The Trial Court Funding Workgroup met for the second time on Tuesday, and it quickly became apparent that observers who are looking to the 10 panelists for sweeping recommendations to change California’s court financing system are probably watching the wrong show.
At its inaugural meeting on Nov. 6, the group talked about choosing two or three courts of similar size to compare their budgets, caseloads and staffing levels. At Tuesday’s meeting the proposal never surfaced for discussion. Last month state Finance Director Ana Matosantos said she would suggest a more specific scope for the group’s vaguely defined work assignment. As of Tuesday, the Finance Department, no doubt consumed now with drafting the state budget, had not provided any more specificity.
Asked about the group’s endgame, co-chair Phillip Isenberg on Tuesday said only, “Have you read the charge sheet?”
That “charge,” as defined by the governor’s revised May budget, is to evaluate the state’s compliance with the 1997 Trial Court Funding Act, which, among other things, shifted court funding responsibility from the counties to the state. The group, the budget said, “will conduct a statewide analysis of workload metrics, staffing standards, and other relevant data necessary to support a more uniform and efficient administrative system for the judiciary.”
On Tuesday, that translated into giving Jody Patel, chief of staff of the Administrative Office of the Courts, a huge work assignment, including summarizing areas where there has been uniformity among court services and looking for ways to measure the funding act’s promise of equal access to justice in the trial courts.
How that will translate into any final recommendations is unclear. What is clear is that there seems to be little appetite among group members to dictate a standardized workload for an individual court or judge. And that may disappoint some historically underfunded courts.
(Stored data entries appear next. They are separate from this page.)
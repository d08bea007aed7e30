use scanny_core::error::CoreError;
use scanny_core::outcome::Outcome;
use scanny_engine::EngineError;
use scanny_tracker::TrackerError;

/// A fault that ends one job early.
#[derive(Debug, thiserror::Error)]
pub enum PipelineError {
    #[error("Invalid job descriptor: {0}")]
    Descriptor(#[from] CoreError),

    #[error("Tracker request failed while trying to {step}: {source}")]
    Tracker {
        step: &'static str,
        #[source]
        source: TrackerError,
    },

    #[error("Engine session failed: {0}")]
    Engine(#[from] EngineError),

    /// The engine ran but did not report success.
    #[error("Scan finished with outcome {0}")]
    Scan(Outcome),

    #[error("I/O error while trying to {step}: {source}")]
    Io {
        step: &'static str,
        #[source]
        source: std::io::Error,
    },
}

impl PipelineError {
    pub(crate) fn tracker(step: &'static str) -> impl FnOnce(TrackerError) -> Self {
        move |source| Self::Tracker { step, source }
    }

    pub(crate) fn io(step: &'static str) -> impl FnOnce(std::io::Error) -> Self {
        move |source| Self::Io { step, source }
    }
}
“Disparate impacts upon access to justice from county to county will continue until workload is considered when making funding decisions,” leaders from Lake County Superior Court wrote in a Dec. 7 letter to the working group. The court’s presiding judge, assistant presiding judge and executive officer said they have had to reduce staffing by 35 percent, furlough workers and slash public hours while “some trial courts have been able to maintain services to the public and provide wage and benefit increases to staff.”
“Without funding based at least in large part on workload, there cannot be equal justice for all Californians,” the Lake County court leaders wrote.
The working group meets again on Jan. 15. Members are expected to produce a report on their findings by April.